* _What to produce_: In the entries below, find every line holding the string "along" and collect it.

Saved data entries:
○ ○ ○ ○ ○

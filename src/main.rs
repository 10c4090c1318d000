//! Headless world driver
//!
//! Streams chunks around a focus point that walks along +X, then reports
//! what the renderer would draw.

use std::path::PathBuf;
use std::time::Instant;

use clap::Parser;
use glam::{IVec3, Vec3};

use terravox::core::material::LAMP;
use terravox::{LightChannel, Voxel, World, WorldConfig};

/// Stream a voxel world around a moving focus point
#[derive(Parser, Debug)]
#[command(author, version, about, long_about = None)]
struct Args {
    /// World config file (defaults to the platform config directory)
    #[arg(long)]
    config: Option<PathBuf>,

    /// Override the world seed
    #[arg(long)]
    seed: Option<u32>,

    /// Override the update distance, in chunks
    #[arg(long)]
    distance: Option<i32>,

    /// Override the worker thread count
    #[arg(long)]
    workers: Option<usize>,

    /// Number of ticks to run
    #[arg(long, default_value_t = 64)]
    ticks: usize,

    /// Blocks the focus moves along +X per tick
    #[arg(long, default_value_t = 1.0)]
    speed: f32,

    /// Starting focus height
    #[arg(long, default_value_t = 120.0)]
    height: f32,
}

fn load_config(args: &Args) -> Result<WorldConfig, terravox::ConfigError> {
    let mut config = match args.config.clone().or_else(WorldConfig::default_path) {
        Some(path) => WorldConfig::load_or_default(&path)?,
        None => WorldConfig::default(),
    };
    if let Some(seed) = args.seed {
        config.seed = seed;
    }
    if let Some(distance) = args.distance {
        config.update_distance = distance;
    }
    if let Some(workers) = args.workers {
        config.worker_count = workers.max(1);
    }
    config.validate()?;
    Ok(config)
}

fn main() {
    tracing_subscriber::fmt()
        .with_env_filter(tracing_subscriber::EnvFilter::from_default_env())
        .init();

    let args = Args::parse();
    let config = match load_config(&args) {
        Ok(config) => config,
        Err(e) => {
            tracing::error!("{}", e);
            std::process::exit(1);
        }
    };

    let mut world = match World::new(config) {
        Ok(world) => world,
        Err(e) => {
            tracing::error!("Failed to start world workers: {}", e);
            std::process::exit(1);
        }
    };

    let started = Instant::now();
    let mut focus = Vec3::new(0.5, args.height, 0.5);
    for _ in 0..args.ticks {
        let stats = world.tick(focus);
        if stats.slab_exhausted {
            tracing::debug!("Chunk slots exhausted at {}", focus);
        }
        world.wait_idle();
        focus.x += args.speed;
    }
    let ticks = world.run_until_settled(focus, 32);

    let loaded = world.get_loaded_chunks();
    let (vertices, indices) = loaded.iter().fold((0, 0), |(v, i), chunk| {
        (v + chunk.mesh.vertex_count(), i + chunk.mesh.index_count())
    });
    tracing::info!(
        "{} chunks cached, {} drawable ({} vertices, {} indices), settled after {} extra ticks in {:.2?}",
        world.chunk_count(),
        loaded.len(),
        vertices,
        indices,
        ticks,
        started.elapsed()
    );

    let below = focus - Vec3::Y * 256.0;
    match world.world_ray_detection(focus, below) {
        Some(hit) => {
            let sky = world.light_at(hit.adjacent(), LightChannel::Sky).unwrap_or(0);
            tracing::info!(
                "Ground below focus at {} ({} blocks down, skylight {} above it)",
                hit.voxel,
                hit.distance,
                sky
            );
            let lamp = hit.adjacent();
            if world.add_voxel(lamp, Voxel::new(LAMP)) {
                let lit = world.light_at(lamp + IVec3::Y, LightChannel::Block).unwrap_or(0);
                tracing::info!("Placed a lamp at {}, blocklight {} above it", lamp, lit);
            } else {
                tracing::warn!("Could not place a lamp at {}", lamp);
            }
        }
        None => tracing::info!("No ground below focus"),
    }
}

○ ○ ○ ○ ○

* _Solution below_:
//! Streams chunks around a focus point that walks along +X, then reports
    /// Blocks the focus moves along +X per tick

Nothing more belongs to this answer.